**Directions for this task**
Scan the material and copy every line in which "info" appears.

—————

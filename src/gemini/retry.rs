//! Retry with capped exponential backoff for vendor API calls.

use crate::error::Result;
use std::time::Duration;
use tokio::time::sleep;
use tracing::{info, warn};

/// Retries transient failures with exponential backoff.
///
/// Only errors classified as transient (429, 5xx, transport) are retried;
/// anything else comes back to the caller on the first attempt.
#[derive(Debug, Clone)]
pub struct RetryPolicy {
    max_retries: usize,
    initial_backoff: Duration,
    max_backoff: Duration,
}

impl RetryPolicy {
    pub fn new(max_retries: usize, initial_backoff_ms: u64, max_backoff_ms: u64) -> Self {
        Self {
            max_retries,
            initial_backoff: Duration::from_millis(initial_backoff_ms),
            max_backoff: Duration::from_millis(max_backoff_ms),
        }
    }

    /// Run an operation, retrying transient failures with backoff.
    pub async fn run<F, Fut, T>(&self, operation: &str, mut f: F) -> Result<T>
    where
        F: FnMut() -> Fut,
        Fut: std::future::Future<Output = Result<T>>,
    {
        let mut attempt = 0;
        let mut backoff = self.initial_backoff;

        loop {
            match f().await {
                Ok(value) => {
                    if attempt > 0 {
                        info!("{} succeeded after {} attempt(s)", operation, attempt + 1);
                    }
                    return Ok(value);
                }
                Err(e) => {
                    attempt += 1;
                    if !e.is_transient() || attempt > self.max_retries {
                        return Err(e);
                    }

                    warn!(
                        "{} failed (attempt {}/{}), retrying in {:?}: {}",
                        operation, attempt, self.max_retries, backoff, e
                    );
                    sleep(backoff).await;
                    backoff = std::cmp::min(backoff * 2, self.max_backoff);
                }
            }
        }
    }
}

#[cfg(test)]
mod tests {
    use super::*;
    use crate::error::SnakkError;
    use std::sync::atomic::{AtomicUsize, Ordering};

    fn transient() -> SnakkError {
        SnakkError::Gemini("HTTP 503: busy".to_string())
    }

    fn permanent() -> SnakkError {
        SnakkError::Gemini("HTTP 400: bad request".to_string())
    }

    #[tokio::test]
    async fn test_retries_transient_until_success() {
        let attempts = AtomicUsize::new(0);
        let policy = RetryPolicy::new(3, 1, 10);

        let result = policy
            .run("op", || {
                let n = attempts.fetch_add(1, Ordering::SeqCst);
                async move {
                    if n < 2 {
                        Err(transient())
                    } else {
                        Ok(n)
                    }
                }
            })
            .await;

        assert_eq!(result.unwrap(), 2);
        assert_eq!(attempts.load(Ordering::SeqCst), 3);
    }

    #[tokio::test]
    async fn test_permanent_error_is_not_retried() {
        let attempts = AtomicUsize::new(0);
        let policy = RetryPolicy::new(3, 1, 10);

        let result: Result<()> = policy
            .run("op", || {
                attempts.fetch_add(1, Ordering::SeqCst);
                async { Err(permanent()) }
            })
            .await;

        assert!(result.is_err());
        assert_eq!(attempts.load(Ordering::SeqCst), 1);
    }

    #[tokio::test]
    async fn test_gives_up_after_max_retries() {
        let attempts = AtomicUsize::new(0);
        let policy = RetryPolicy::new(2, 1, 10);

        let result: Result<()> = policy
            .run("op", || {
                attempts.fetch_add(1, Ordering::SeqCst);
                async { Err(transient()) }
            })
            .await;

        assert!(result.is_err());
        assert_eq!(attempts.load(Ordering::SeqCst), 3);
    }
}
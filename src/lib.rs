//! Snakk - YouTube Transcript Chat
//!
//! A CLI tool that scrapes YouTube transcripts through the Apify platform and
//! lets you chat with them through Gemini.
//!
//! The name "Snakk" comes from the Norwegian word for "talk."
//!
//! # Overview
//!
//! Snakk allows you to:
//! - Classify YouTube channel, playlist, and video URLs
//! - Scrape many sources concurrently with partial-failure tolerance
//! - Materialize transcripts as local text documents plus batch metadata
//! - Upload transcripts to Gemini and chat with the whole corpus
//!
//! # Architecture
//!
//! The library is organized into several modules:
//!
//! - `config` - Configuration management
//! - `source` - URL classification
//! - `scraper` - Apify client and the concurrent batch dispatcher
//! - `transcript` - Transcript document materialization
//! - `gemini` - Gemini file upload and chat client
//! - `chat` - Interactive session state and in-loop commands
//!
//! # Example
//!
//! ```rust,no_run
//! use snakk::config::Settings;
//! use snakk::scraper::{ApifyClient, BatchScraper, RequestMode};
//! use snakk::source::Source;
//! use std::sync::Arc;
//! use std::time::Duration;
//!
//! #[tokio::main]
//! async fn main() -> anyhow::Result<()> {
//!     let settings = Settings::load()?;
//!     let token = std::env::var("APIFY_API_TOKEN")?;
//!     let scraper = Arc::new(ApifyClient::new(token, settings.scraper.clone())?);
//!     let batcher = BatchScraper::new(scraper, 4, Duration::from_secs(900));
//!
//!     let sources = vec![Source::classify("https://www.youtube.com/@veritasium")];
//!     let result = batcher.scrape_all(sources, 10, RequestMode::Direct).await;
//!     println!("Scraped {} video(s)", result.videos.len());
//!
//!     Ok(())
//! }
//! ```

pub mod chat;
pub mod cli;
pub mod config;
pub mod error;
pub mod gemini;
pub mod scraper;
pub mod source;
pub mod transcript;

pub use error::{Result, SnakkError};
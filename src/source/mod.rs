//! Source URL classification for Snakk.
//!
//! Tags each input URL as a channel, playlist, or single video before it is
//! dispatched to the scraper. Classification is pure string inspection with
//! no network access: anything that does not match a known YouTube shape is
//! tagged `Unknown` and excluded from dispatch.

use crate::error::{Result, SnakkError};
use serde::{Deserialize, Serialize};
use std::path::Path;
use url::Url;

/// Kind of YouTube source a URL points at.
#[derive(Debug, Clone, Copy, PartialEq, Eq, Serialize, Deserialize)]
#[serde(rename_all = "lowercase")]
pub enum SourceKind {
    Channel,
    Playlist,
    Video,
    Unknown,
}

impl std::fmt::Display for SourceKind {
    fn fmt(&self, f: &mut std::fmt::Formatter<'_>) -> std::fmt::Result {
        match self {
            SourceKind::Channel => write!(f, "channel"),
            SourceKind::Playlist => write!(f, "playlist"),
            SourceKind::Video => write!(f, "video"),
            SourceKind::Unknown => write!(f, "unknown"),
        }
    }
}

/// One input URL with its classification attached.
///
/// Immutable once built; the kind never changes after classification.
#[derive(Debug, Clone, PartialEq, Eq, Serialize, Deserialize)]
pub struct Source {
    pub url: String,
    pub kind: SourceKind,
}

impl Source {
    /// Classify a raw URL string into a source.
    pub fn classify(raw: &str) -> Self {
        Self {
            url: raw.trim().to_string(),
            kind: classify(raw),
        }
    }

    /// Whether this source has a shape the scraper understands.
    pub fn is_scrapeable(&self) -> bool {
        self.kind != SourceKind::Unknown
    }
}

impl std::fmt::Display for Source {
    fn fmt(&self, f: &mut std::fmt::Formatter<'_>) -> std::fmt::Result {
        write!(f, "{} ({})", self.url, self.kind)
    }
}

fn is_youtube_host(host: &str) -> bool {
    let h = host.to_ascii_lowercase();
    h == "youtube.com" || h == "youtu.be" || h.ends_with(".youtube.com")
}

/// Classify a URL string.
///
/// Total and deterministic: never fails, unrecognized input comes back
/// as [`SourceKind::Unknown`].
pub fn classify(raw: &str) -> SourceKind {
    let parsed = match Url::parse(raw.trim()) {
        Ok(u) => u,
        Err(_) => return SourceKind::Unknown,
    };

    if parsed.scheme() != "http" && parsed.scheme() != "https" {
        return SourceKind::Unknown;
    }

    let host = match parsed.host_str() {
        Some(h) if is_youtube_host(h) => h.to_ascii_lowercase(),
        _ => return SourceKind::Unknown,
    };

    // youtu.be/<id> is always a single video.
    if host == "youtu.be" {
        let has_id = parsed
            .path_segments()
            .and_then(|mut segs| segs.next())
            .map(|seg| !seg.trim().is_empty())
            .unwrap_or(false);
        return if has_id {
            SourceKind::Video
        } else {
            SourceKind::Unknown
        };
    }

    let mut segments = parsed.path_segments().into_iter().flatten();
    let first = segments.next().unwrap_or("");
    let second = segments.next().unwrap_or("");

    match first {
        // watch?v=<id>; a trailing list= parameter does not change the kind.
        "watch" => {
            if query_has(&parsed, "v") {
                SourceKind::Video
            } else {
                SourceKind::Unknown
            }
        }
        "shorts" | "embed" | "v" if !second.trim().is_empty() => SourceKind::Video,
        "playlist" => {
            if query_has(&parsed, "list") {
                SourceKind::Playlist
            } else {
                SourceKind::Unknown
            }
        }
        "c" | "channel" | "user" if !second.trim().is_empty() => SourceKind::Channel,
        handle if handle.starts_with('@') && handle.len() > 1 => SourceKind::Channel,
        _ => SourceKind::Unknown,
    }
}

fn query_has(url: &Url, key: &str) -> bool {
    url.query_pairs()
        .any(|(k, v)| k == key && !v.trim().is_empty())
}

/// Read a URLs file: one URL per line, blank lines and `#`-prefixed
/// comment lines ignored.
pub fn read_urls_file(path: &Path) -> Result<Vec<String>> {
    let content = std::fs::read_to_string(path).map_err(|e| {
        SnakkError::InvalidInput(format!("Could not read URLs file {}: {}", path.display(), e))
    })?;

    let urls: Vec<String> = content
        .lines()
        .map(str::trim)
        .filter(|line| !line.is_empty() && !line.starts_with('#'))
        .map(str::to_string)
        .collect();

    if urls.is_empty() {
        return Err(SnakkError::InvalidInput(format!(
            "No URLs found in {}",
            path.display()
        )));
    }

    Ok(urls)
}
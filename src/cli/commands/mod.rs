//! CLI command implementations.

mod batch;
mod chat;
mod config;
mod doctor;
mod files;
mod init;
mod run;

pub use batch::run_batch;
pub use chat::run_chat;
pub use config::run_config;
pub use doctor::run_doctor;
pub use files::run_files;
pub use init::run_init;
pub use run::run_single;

—————

**Written response**
use tracing::{info, warn};
                        info!("{} succeeded after {} attempt(s)", operation, attempt + 1);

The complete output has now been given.